● **Problem details**: Report every line from the material that contains the word "data".

● **Information**:

//! Core data models for Dogwood
//!
//! This module contains the data structures of the design-system catalogue:
//! component records, documentation entries and their previews, pattern and
//! template listings, colour tokens, and the wizard step model.

pub mod color;
pub mod component;
pub mod entry;
pub mod ids;
pub mod listing;
pub mod preview;
pub mod wizard;

pub use color::{ColorFamily, ColorScale, Shade};
pub use component::{ComponentCategory, ComponentMeta, ComponentStatus, Tier};
pub use entry::{CatalogueEntry, PropDef, VariantPreview};
pub use ids::SessionId;
pub use listing::{PatternMeta, TemplateCategory, TemplateMeta};
pub use preview::{Preview, PreviewElement};
pub use wizard::{BenefitStep, StepStatus, Transition, WizardAction, WizardStep};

● **Output**:
//! Core data models for Dogwood
//! This module contains the data structures of the design-system catalogue:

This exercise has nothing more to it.